Another interesting person we met was in Prague, his name is Geoff, and he is a New Zelander. He has written a screenplay about the doomed romance of a prostitute named Lucky and a bum. They meet on a subway and help eachother out of their respective bottomless pits. It is a charming story that leaves you wondering about the nature of forgivness and asking yourself how you want to die. He was looking for a producer and recommended that we see the torture museum before we left the city.

Here in Galway, there is a group of French people. I honestly don't know if it is culturally acceptable to stare in France, but these people will not stop. One of them is particularly avid.

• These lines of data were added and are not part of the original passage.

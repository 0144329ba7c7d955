mod disk_space_manager;

pub use disk_space_manager::*;
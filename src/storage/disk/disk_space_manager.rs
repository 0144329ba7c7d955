use std::collections::HashMap;
use std::fs::{self, File, OpenOptions};
use std::io::{ErrorKind, Read, Seek, SeekFrom, Write};
use std::path::{Path, PathBuf};

use bytes::{Buf, BufMut, BytesMut};
use log::{debug, info};
use parking_lot::{const_mutex, Mutex};

use crate::common::{DbConfig, PageAddress, Result, StorageError};

/// Name of the allocation-state sidecar inside the data directory.
pub const STATE_FILE_NAME: &str = "dm.save";

/// Extension of the page files `F<index>.rsdb`.
pub const PAGE_FILE_EXTENSION: &str = "rsdb";

/// Data directories with a live DiskSpaceManager in this process.
static OPEN_DIRS: Mutex<Vec<PathBuf>> = const_mutex(Vec::new());

/// DiskSpaceManager hands out page addresses over a growing set of bounded
/// backing files and performs whole-page reads and writes against them.
///
/// Pages are laid out linearly: the n-th page ever allocated lives in file
/// `n / pages_per_file` at index `n % pages_per_file`. Freed addresses go on a
/// LIFO free list and are handed out again before the high-water mark moves.
///
/// Only one manager may be open per data directory at a time.
pub struct DiskSpaceManager {
    /// Canonical data directory, also the registry key
    data_dir: PathBuf,
    /// Bytes per page
    page_size: usize,
    /// Pages per backing file
    pages_per_file: u64,
    /// Bytes of pages currently handed out
    total_allocated: u64,
    /// Freed addresses, most recently freed at the back
    free_list: Vec<PageAddress>,
    /// Open handles to the backing files
    files: HashMap<i32, File>,
    /// Number of page reads performed
    num_reads: u64,
    /// Number of page writes performed
    num_writes: u64,
}

impl DiskSpaceManager {
    /// Opens the manager for the configured data directory, creating the
    /// directory if needed. Allocation state starts empty; call
    /// [`load_state`](Self::load_state) to restore a saved one.
    pub fn open(config: &DbConfig) -> Result<Self> {
        config.validate()?;
        fs::create_dir_all(&config.db_path)?;
        let data_dir = fs::canonicalize(&config.db_path)?;

        {
            let mut open_dirs = OPEN_DIRS.lock();
            if open_dirs.contains(&data_dir) {
                return Err(StorageError::AlreadyOpen(data_dir));
            }
            open_dirs.push(data_dir.clone());
        }

        info!(
            "opened page store at {} (pagesize={}, {} pages/file)",
            data_dir.display(),
            config.page_size,
            config.pages_per_file()
        );

        Ok(Self {
            data_dir,
            page_size: config.page_size,
            pages_per_file: config.pages_per_file(),
            total_allocated: 0,
            free_list: Vec::new(),
            files: HashMap::new(),
            num_reads: 0,
            num_writes: 0,
        })
    }

    /// Allocates a page, preferring the most recently freed address.
    /// A never-used address is zero-filled on disk before it is returned.
    pub fn allocate(&mut self) -> Result<PageAddress> {
        if let Some(address) = self.free_list.pop() {
            self.total_allocated += self.page_size as u64;
            debug!("allocate {} (reused)", address);
            return Ok(address);
        }

        let linear = self.total_allocated / self.page_size as u64;
        let address = self.address_of(linear)?;

        let zeros = vec![0u8; self.page_size];
        self.write(address, &zeros)?;
        self.total_allocated += self.page_size as u64;

        debug!("allocate {} (new)", address);
        Ok(address)
    }

    /// Returns a page to the free list. No I/O is performed.
    pub fn deallocate(&mut self, address: PageAddress) -> Result<()> {
        self.check_allocated_range(address)?;
        if self.free_list.contains(&address) {
            return Err(StorageError::DoubleFree(address));
        }

        self.free_list.push(address);
        self.total_allocated -= self.page_size as u64;
        debug!("deallocate {}", address);
        Ok(())
    }

    /// Reads exactly one page into `data`, which must be `page_size` bytes.
    pub fn read(&mut self, address: PageAddress, data: &mut [u8]) -> Result<()> {
        self.check_buffer(data.len())?;
        self.check_geometry(address)?;

        let offset = self.file_offset(address);
        let file = self.file(address.file_index, false)?;
        file.seek(SeekFrom::Start(offset))?;

        let mut read = 0;
        while read < data.len() {
            match file.read(&mut data[read..]) {
                Ok(0) => break,
                Ok(n) => read += n,
                Err(e) if e.kind() == ErrorKind::Interrupted => continue,
                Err(e) => return Err(e.into()),
            }
        }
        if read < data.len() {
            return Err(StorageError::ShortRead {
                address,
                read,
                expected: data.len(),
            });
        }

        self.num_reads += 1;
        Ok(())
    }

    /// Writes exactly one page from `data`, which must be `page_size` bytes.
    pub fn write(&mut self, address: PageAddress, data: &[u8]) -> Result<()> {
        self.check_buffer(data.len())?;
        self.check_geometry(address)?;

        let offset = self.file_offset(address);
        let file = self.file(address.file_index, true)?;
        file.seek(SeekFrom::Start(offset))?;

        let mut written = 0;
        while written < data.len() {
            match file.write(&data[written..]) {
                Ok(0) => break,
                Ok(n) => written += n,
                Err(e) if e.kind() == ErrorKind::Interrupted => continue,
                Err(e) => return Err(e.into()),
            }
        }
        if written < data.len() {
            return Err(StorageError::ShortWrite {
                address,
                written,
                expected: data.len(),
            });
        }
        file.flush()?;

        self.num_writes += 1;
        Ok(())
    }

    /// Persists the allocated byte count and the free list to the sidecar.
    ///
    /// Layout: `total_allocated: u64` followed by one `(file_index: i32,
    /// page_index: i32)` pair per free page, all big-endian, no count prefix.
    pub fn save_state(&self) -> Result<()> {
        let mut buf = BytesMut::with_capacity(8 + 8 * self.free_list.len());
        buf.put_u64(self.total_allocated);
        for address in &self.free_list {
            buf.put_i32(address.file_index);
            buf.put_i32(address.page_index);
        }

        fs::write(self.state_path(), &buf)?;
        debug!(
            "saved allocation state: {} bytes allocated, {} free pages",
            self.total_allocated,
            self.free_list.len()
        );
        Ok(())
    }

    /// Restores the state written by [`save_state`](Self::save_state).
    /// Fails if the sidecar is absent or empty.
    pub fn load_state(&mut self) -> Result<()> {
        let path = self.state_path();
        let raw = match fs::read(&path) {
            Ok(raw) => raw,
            Err(e) if e.kind() == ErrorKind::NotFound => {
                return Err(StorageError::MissingState(path))
            }
            Err(e) => return Err(e.into()),
        };
        if raw.is_empty() {
            return Err(StorageError::MissingState(path));
        }
        if raw.len() < 8 || (raw.len() - 8) % 8 != 0 {
            return Err(StorageError::CorruptState(format!(
                "{} has unexpected length {}",
                path.display(),
                raw.len()
            )));
        }

        let mut buf = &raw[..];
        let total_allocated = buf.get_u64();
        if total_allocated % self.page_size as u64 != 0 {
            return Err(StorageError::CorruptState(format!(
                "allocated byte count {} is not a multiple of pagesize {}",
                total_allocated, self.page_size
            )));
        }

        let mut free_list = Vec::with_capacity(buf.remaining() / 8);
        while buf.has_remaining() {
            let file_index = buf.get_i32();
            let page_index = buf.get_i32();
            free_list.push(PageAddress::new(file_index, page_index));
        }

        self.total_allocated = total_allocated;
        self.free_list = free_list;
        debug!(
            "loaded allocation state: {} bytes allocated, {} free pages",
            self.total_allocated,
            self.free_list.len()
        );
        Ok(())
    }

    /// Returns true if a saved state exists for this data directory.
    pub fn has_saved_state(&self) -> bool {
        fs::metadata(self.state_path())
            .map(|m| m.len() > 0)
            .unwrap_or(false)
    }

    /// Flushes every open backing file to stable storage.
    pub fn sync(&self) -> Result<()> {
        for file in self.files.values() {
            file.sync_all()?;
        }
        Ok(())
    }

    /// Returns the page size in bytes.
    pub fn page_size(&self) -> usize {
        self.page_size
    }

    /// Returns the number of pages one backing file holds.
    pub fn pages_per_file(&self) -> u64 {
        self.pages_per_file
    }

    /// Returns the number of bytes of pages currently handed out.
    pub fn total_allocated(&self) -> u64 {
        self.total_allocated
    }

    /// Returns the number of pages currently handed out.
    pub fn allocated_page_count(&self) -> u64 {
        self.total_allocated / self.page_size as u64
    }

    /// Returns the number of addresses waiting on the free list.
    pub fn free_page_count(&self) -> usize {
        self.free_list.len()
    }

    /// Returns the number of page reads performed.
    pub fn num_reads(&self) -> u64 {
        self.num_reads
    }

    /// Returns the number of page writes performed.
    pub fn num_writes(&self) -> u64 {
        self.num_writes
    }

    /// Returns the data directory.
    pub fn data_dir(&self) -> &Path {
        &self.data_dir
    }

    /// Returns the path of the backing file holding `file_index`.
    pub fn page_file_path(&self, file_index: i32) -> PathBuf {
        self.data_dir
            .join(format!("F{}.{}", file_index, PAGE_FILE_EXTENSION))
    }

    /// Location of the allocation-state sidecar.
    pub fn state_path(&self) -> PathBuf {
        self.data_dir.join(STATE_FILE_NAME)
    }

    /// Returns true if any `F<index>.rsdb` page file exists in the data
    /// directory.
    pub fn has_page_files(&self) -> Result<bool> {
        for entry in fs::read_dir(&self.data_dir)? {
            let path = entry?.path();
            let is_page_file = path.extension().is_some_and(|ext| ext == PAGE_FILE_EXTENSION)
                && path
                    .file_stem()
                    .and_then(|stem| stem.to_str())
                    .and_then(|stem| stem.strip_prefix('F'))
                    .is_some_and(|index| index.parse::<i32>().is_ok());
            if is_page_file {
                return Ok(true);
            }
        }
        Ok(false)
    }

    /// Pages ever handed out: live ones plus the ones on the free list.
    fn high_water_mark(&self) -> u64 {
        self.allocated_page_count() + self.free_list.len() as u64
    }

    fn address_of(&self, linear: u64) -> Result<PageAddress> {
        let file_index = linear / self.pages_per_file;
        if file_index > i32::MAX as u64 {
            return Err(StorageError::Config("page store exhausted".to_string()));
        }
        Ok(PageAddress::new(
            file_index as i32,
            (linear % self.pages_per_file) as i32,
        ))
    }

    fn check_geometry(&self, address: PageAddress) -> Result<()> {
        if address.file_index < 0
            || address.page_index < 0
            || address.page_index as u64 >= self.pages_per_file
        {
            return Err(StorageError::InvalidAddress(address));
        }
        Ok(())
    }

    fn check_allocated_range(&self, address: PageAddress) -> Result<()> {
        self.check_geometry(address)?;
        let linear =
            address.file_index as u64 * self.pages_per_file + address.page_index as u64;
        if linear >= self.high_water_mark() {
            return Err(StorageError::InvalidAddress(address));
        }
        Ok(())
    }

    fn check_buffer(&self, len: usize) -> Result<()> {
        if len != self.page_size {
            return Err(StorageError::BufferSizeMismatch {
                expected: self.page_size,
                actual: len,
            });
        }
        Ok(())
    }

    fn file_offset(&self, address: PageAddress) -> u64 {
        address.page_index as u64 * self.page_size as u64
    }

    /// Returns the handle for a backing file, opening it on first use.
    /// Reads never create files: a missing file is an I/O error.
    fn file(&mut self, file_index: i32, create: bool) -> Result<&mut File> {
        if !self.files.contains_key(&file_index) {
            let path = self.page_file_path(file_index);
            let file = OpenOptions::new()
                .read(true)
                .write(true)
                .create(create)
                .truncate(false)
                .open(&path)?;
            self.files.insert(file_index, file);
        }
        self.files
            .get_mut(&file_index)
            .ok_or(StorageError::InvalidAddress(PageAddress::new(file_index, 0)))
    }
}

impl Drop for DiskSpaceManager {
    fn drop(&mut self) {
        for file in self.files.values() {
            let _ = file.sync_all();
        }
        OPEN_DIRS.lock().retain(|dir| dir != &self.data_dir);
    }
}
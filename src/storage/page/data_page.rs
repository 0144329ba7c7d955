use crate::common::{PageAddress, Result, SlotId, StorageError};
use crate::tuple::{read_record_from_buffer, write_record_to_buffer, Record, Schema};

use super::{get_i32, put_i32};

/// Slotted data page layout:
///
/// ```text
/// +------------------+  offset 0
/// | Record Data      |  (grows forward)
/// | [record 0]       |
/// | [record 1]       |
/// | ...              |
/// +------------------+  free_space_offset
/// |                  |
/// | Free Space       |
/// |                  |
/// +------------------+
/// | ...              |
/// | [slot 1]         |
/// | [slot 0]         |  (grows backward)
/// +------------------+  page_size - 8
/// | slot_count       |  page_size - 8
/// | free_space_off   |  page_size - 4
/// +------------------+
/// ```
///
/// Each slot entry holds `(offset: i32, length: i32)` of one record.
/// A length of 0 marks a deleted record.
const TRAILER_SIZE: usize = 8;

/// Size of each slot entry in bytes
pub const SLOT_SIZE: usize = 8;

/// Free bytes of a freshly initialised data page.
pub fn data_page_capacity(page_size: usize) -> usize {
    page_size.saturating_sub(TRAILER_SIZE)
}

/// Represents a slot entry in the slot directory
#[derive(Debug, Clone, Copy, PartialEq, Eq)]
pub struct SlotEntry {
    /// Offset from start of page to record data
    pub offset: i32,
    /// Length of the record (0 = deleted)
    pub length: i32,
}

impl SlotEntry {
    pub fn is_empty(&self) -> bool {
        self.length <= 0
    }
}

/// Mutable view of a slotted data page.
pub struct DataPage<'a> {
    data: &'a mut [u8],
}

impl<'a> DataPage<'a> {
    pub fn new(data: &'a mut [u8]) -> Self {
        Self { data }
    }

    /// Initializes an empty data page.
    pub fn init(&mut self) {
        self.data.fill(0);
        self.set_slot_count(0);
        self.set_free_space_offset(0);
    }

    pub fn view(&self) -> DataPageRef<'_> {
        DataPageRef::new(&*self.data)
    }

    fn set_slot_count(&mut self, count: usize) {
        let offset = self.data.len() - TRAILER_SIZE;
        put_i32(self.data, offset, count as i32);
    }

    fn set_free_space_offset(&mut self, offset: usize) {
        let at = self.data.len() - 4;
        put_i32(self.data, at, offset as i32);
    }

    fn write_slot(&mut self, slot: usize, entry: SlotEntry) -> Result<()> {
        let offset = slot_position(self.data.len(), slot).ok_or_else(|| overrun(slot))?;
        put_i32(self.data, offset, entry.offset);
        put_i32(self.data, offset + 4, entry.length);
        Ok(())
    }

    /// Encodes `record` at the free space offset and appends a slot for it.
    pub fn insert_record(&mut self, schema: &Schema, record: &Record) -> Result<SlotId> {
        let size = record.encoded_size(schema);
        let free = self.view().free_space();
        if size + SLOT_SIZE > free {
            return Err(StorageError::RecordTooLarge {
                size,
                capacity: free.saturating_sub(SLOT_SIZE),
            });
        }

        let slot = self.view().slot_count();
        let offset = self.view().free_space_offset();
        if slot_position(self.data.len(), slot).is_none() {
            return Err(overrun(slot));
        }
        let written = write_record_to_buffer(schema, record, self.data, offset)?;

        self.write_slot(
            slot,
            SlotEntry {
                offset: offset as i32,
                length: written as i32,
            },
        )?;
        self.set_slot_count(slot + 1);
        self.set_free_space_offset(offset + written);

        Ok(SlotId::new(slot as u32))
    }

    /// Marks a slot as deleted. The record bytes are left in place.
    pub fn delete_record(&mut self, slot_id: SlotId) -> Result<()> {
        let mut entry = self.view().slot(slot_id)?;
        if entry.is_empty() {
            return Err(StorageError::EmptySlot(slot_id));
        }
        entry.length = 0;
        self.write_slot(slot_id.as_usize(), entry)
    }
}

/// Read-only view of a slotted data page.
pub struct DataPageRef<'a> {
    data: &'a [u8],
}

impl<'a> DataPageRef<'a> {
    pub fn new(data: &'a [u8]) -> Self {
        Self { data }
    }

    pub fn slot_count(&self) -> usize {
        get_i32(self.data, self.data.len() - TRAILER_SIZE).max(0) as usize
    }

    /// End of the last written record.
    pub fn free_space_offset(&self) -> usize {
        get_i32(self.data, self.data.len() - 4).max(0) as usize
    }

    /// Start of the slot directory.
    fn slot_directory_start(&self) -> usize {
        (self.data.len() - TRAILER_SIZE).saturating_sub(self.slot_count() * SLOT_SIZE)
    }

    /// Bytes between the record area and the slot directory.
    pub fn free_space(&self) -> usize {
        self.slot_directory_start()
            .saturating_sub(self.free_space_offset())
    }

    pub fn slot(&self, slot_id: SlotId) -> Result<SlotEntry> {
        let slot = slot_id.as_usize();
        if slot >= self.slot_count() {
            return Err(StorageError::InvalidSlot(slot_id));
        }
        let offset = slot_position(self.data.len(), slot).ok_or_else(|| overrun(slot))?;
        Ok(SlotEntry {
            offset: get_i32(self.data, offset),
            length: get_i32(self.data, offset + 4),
        })
    }

    /// Number of slots still holding a record.
    pub fn live_count(&self) -> Result<usize> {
        let mut live = 0;
        for slot in 0..self.slot_count() {
            if !self.slot(SlotId::new(slot as u32))?.is_empty() {
                live += 1;
            }
        }
        Ok(live)
    }

    /// Decodes the record in `slot_id`.
    pub fn read_record(&self, schema: &Schema, slot_id: SlotId) -> Result<Record> {
        let entry = self.slot(slot_id)?;
        if entry.is_empty() {
            return Err(StorageError::EmptySlot(slot_id));
        }
        read_record_from_buffer(schema, self.record_area(entry)?, 0)
    }

    /// Decodes every live record, walking slots from the page end backward.
    pub fn records(&self, schema: &Schema) -> Result<Vec<(SlotId, Record)>> {
        let mut records = Vec::new();
        for slot in 0..self.slot_count() {
            let slot_id = SlotId::new(slot as u32);
            let entry = self.slot(slot_id)?;
            if entry.is_empty() {
                continue;
            }
            let record = read_record_from_buffer(schema, self.record_area(entry)?, 0)?;
            records.push((slot_id, record));
        }
        Ok(records)
    }

    fn record_area(&self, entry: SlotEntry) -> Result<&'a [u8]> {
        let start = usize::try_from(entry.offset).unwrap_or(usize::MAX);
        let len = usize::try_from(entry.length).unwrap_or(usize::MAX);
        match start.checked_add(len) {
            Some(end) if end <= self.free_space_offset().min(self.data.len()) => Ok(&self.data[start..end]),
            _ => Err(StorageError::CorruptRecord(format!(
                "slot points at {}+{} past the record area",
                entry.offset, entry.length
            ))),
        }
    }

    /// Rejects pages whose trailer cannot belong to a data page.
    pub fn check(&self, address: PageAddress) -> Result<()> {
        let len = self.data.len();
        let count = get_i32(self.data, len - TRAILER_SIZE);
        let free_offset = get_i32(self.data, len - 4);
        let corrupt = |reason: String| StorageError::CorruptPage { address, reason };

        if count < 0 || count as usize > (len - TRAILER_SIZE) / SLOT_SIZE {
            return Err(corrupt(format!("slot count {} out of range", count)));
        }
        if free_offset < 0 || free_offset as usize > self.slot_directory_start() {
            return Err(corrupt(format!(
                "free space offset {} overlaps the slot directory",
                free_offset
            )));
        }
        Ok(())
    }
}

/// Byte offset of slot `slot`, or None if it would fall before the page start.
fn slot_position(page_size: usize, slot: usize) -> Option<usize> {
    (slot + 1)
        .checked_mul(SLOT_SIZE)
        .and_then(|n| n.checked_add(TRAILER_SIZE))
        .and_then(|n| page_size.checked_sub(n))
}

fn overrun(slot: usize) -> StorageError {
    StorageError::CorruptRecord(format!("slot {} lies outside the page", slot))
}
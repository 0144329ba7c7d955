//! slotdb - the storage core of a disk-based relational engine
//!
//! Pages live in a set of bounded files on disk and are cached in a small
//! pool of page-sized buffers. Tables are built on top as chains of directory
//! pages pointing at slotted data pages holding typed records.
//!
//! # Architecture
//!
//! - **Storage Layer** (`storage`): page files and on-page formats
//!   - `DiskSpaceManager`: allocates, frees, reads and writes whole pages
//!   - `DirectoryPage`: a table's list of data pages and their free space
//!   - `DataPage`: slotted page of variable-length records
//!
//! - **Buffer Pool** (`buffer`): caching of pages in memory
//!   - `BufferPool`: pin/unpin protocol, dirty tracking, LRU/MRU eviction
//!   - `FrameIndex`: balanced tree of cached frames keyed by page address
//!   - `EvictionList`: unpinned frames in the order they became unpinned
//!
//! - **Records** (`tuple`): schemas, typed values and the record codec
//!
//! - **Tables** (`table`): `Relation`, insertion and scans over a table
//!
//! # Example
//!
//! ```rust,no_run
//! use slotdb::common::DbConfig;
//! use slotdb::engine::StorageEngine;
//! use slotdb::tuple::{DataType, Record, Schema, Value};
//!
//! let mut engine = StorageEngine::open(DbConfig::new("demo_db")).unwrap();
//!
//! let schema = Schema::builder()
//!     .column("id", DataType::Int)
//!     .column("name", DataType::VarChar(20))
//!     .build();
//! let people = engine.create_table("people", schema.clone()).unwrap();
//!
//! let alice = Record::new(&schema, vec![Value::Int(1), Value::from("alice")]).unwrap();
//! people.insert_record(engine.pool_mut(), &alice).unwrap();
//!
//! for record in people.get_all_records(engine.pool_mut()).unwrap() {
//!     println!("{:?}", record);
//! }
//!
//! engine.shutdown().unwrap();
//! ```

pub mod buffer;
pub mod common;
pub mod engine;
pub mod storage;
pub mod table;
pub mod tuple;

// Re-export commonly used types at the crate root
pub use common::{DbConfig, PageAddress, RecordId, Result, SlotId, StorageError};
pub use engine::StorageEngine;
pub use table::Relation;
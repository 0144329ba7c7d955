use std::fmt;
use std::fs;
use std::path::{Path, PathBuf};
use std::str::FromStr;

use super::error::{Result, StorageError};

/// Default size of a page in bytes (4 KB)
pub const DEFAULT_PAGE_SIZE: usize = 4096;

/// Default maximum size of one backing file (1024 pages)
pub const DEFAULT_MAX_FILE_SIZE: u64 = 1024 * DEFAULT_PAGE_SIZE as u64;

/// Default buffer pool size (number of frames)
pub const DEFAULT_BUFFER_COUNT: usize = 10;

/// Default replacement policy name
pub const DEFAULT_POLICY: &str = "LRU";

/// Default data directory
pub const DEFAULT_DB_PATH: &str = "db";

/// Which end of the eviction list a full pool reclaims from.
#[derive(Debug, Clone, Copy, PartialEq, Eq)]
pub enum ReplacementPolicy {
    /// Evict the page that became unpinned longest ago.
    Lru,
    /// Evict the page that became unpinned most recently.
    Mru,
}

impl FromStr for ReplacementPolicy {
    type Err = StorageError;

    fn from_str(s: &str) -> Result<Self> {
        match s.trim() {
            "LRU" => Ok(ReplacementPolicy::Lru),
            "MRU" => Ok(ReplacementPolicy::Mru),
            other => Err(StorageError::UnsupportedPolicy(other.to_string())),
        }
    }
}

impl fmt::Display for ReplacementPolicy {
    fn fmt(&self, f: &mut fmt::Formatter<'_>) -> fmt::Result {
        match self {
            ReplacementPolicy::Lru => write!(f, "LRU"),
            ReplacementPolicy::Mru => write!(f, "MRU"),
        }
    }
}

/// Settings consumed by the storage core.
///
/// The text form is one `key = value` pair per line; blank lines and lines
/// starting with `#` are ignored:
///
/// ```text
/// dbpath = ./data
/// pagesize = 4096
/// dm_maxfilesize = 4194304
/// bm_buffercount = 64
/// bm_policy = LRU
/// ```
#[derive(Debug, Clone, PartialEq, Eq)]
pub struct DbConfig {
    /// Root directory for page files and the allocation sidecar
    pub db_path: PathBuf,
    /// Bytes per page, fixed for the database's lifetime
    pub page_size: usize,
    /// Maximum bytes per backing file, a multiple of `page_size`
    pub dm_max_file_size: u64,
    /// Number of frames in the buffer pool
    pub bm_buffer_count: usize,
    /// Replacement policy name; only checked when an eviction happens
    pub bm_policy: String,
}

impl Default for DbConfig {
    fn default() -> Self {
        Self {
            db_path: PathBuf::from(DEFAULT_DB_PATH),
            page_size: DEFAULT_PAGE_SIZE,
            dm_max_file_size: DEFAULT_MAX_FILE_SIZE,
            bm_buffer_count: DEFAULT_BUFFER_COUNT,
            bm_policy: DEFAULT_POLICY.to_string(),
        }
    }
}

impl DbConfig {
    /// Creates a default configuration rooted at `db_path`.
    pub fn new(db_path: impl Into<PathBuf>) -> Self {
        Self {
            db_path: db_path.into(),
            ..Self::default()
        }
    }

    /// Reads and parses a configuration file.
    pub fn load<P: AsRef<Path>>(path: P) -> Result<Self> {
        let text = fs::read_to_string(path)?;
        text.parse()
    }

    pub fn with_page_size(mut self, page_size: usize) -> Self {
        self.page_size = page_size;
        self
    }

    pub fn with_max_file_size(mut self, max_file_size: u64) -> Self {
        self.dm_max_file_size = max_file_size;
        self
    }

    pub fn with_buffer_count(mut self, buffer_count: usize) -> Self {
        self.bm_buffer_count = buffer_count;
        self
    }

    pub fn with_policy(mut self, policy: impl Into<String>) -> Self {
        self.bm_policy = policy.into();
        self
    }

    /// Number of pages one backing file holds.
    pub fn pages_per_file(&self) -> u64 {
        self.dm_max_file_size / self.page_size as u64
    }

    /// Checks the page geometry. The policy name is not checked here.
    pub fn validate(&self) -> Result<()> {
        // Directory pages need room for their header, trailer and one entry.
        if self.page_size < 24 {
            return Err(StorageError::Config(format!(
                "pagesize {} is too small",
                self.page_size
            )));
        }
        if self.page_size > i32::MAX as usize {
            return Err(StorageError::Config(format!(
                "pagesize {} does not fit in a page offset",
                self.page_size
            )));
        }
        if self.dm_max_file_size == 0 || self.dm_max_file_size % self.page_size as u64 != 0 {
            return Err(StorageError::Config(format!(
                "dm_maxfilesize {} must be a positive multiple of pagesize {}",
                self.dm_max_file_size, self.page_size
            )));
        }
        if self.pages_per_file() > i32::MAX as u64 {
            return Err(StorageError::Config(format!(
                "dm_maxfilesize {} holds too many pages",
                self.dm_max_file_size
            )));
        }
        if self.bm_buffer_count == 0 {
            return Err(StorageError::Config(
                "bm_buffercount must be at least 1".to_string(),
            ));
        }
        Ok(())
    }
}

impl FromStr for DbConfig {
    type Err = StorageError;

    fn from_str(text: &str) -> Result<Self> {
        let mut config = DbConfig::default();

        for (line_no, raw) in text.lines().enumerate() {
            let line = raw.trim();
            if line.is_empty() || line.starts_with('#') {
                continue;
            }

            let (key, value) = line.split_once('=').ok_or_else(|| {
                StorageError::Config(format!("line {}: expected key = value", line_no + 1))
            })?;
            let key = key.trim();
            let value = value.trim();

            match key {
                "dbpath" => config.db_path = PathBuf::from(value),
                "pagesize" => config.page_size = parse_number(key, value)?,
                "dm_maxfilesize" => config.dm_max_file_size = parse_number(key, value)?,
                "bm_buffercount" => config.bm_buffer_count = parse_number(key, value)?,
                "bm_policy" => config.bm_policy = value.to_string(),
                _ => {
                    return Err(StorageError::Config(format!(
                        "line {}: unknown key {}",
                        line_no + 1,
                        key
                    )))
                }
            }
        }

        config.validate()?;
        Ok(config)
    }
}

fn parse_number<T: FromStr>(key: &str, value: &str) -> Result<T> {
    value
        .parse()
        .map_err(|_| StorageError::Config(format!("{} expects a number, got {:?}", key, value)))
}
mod data_page;
mod directory_page;

pub use data_page::*;
pub use directory_page::*;

use bytes::{Buf, BufMut};

fn get_i32(data: &[u8], offset: usize) -> i32 {
    (&data[offset..offset + 4]).get_i32()
}

fn put_i32(data: &mut [u8], offset: usize, value: i32) {
    (&mut data[offset..offset + 4]).put_i32(value);
}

He will sit there for half an hour, just staring at you...not saying anything...not looking anywhere else...

We met a girl the other day, who was in the room of some aquaintences. Apparently, she kept asking about Katie's laptop. 'Can I hold it?' 'What kind of laptop is it?' 'Can I touch it?' 'Where are you from?' 'Can I hold it?' Katie was so scared this girl was going to take the laptop and run off with it, that she slept with it in her arms.

There was a man we met who would have been at home on the Lord of the Rings set. He was about 7 feet tall, had massive amounts of flaming red hair, and kept an obscene moustach in a very, very, long braid. Something about him said he would be happy to swing an axe or broadsword over his head.

Although we have had our share of bizzare roomates, the people we meet in hostels are wonderful and fun to go out with. We spend almost every night with a different group of people we meet around the communal breakfast bowl of cereal.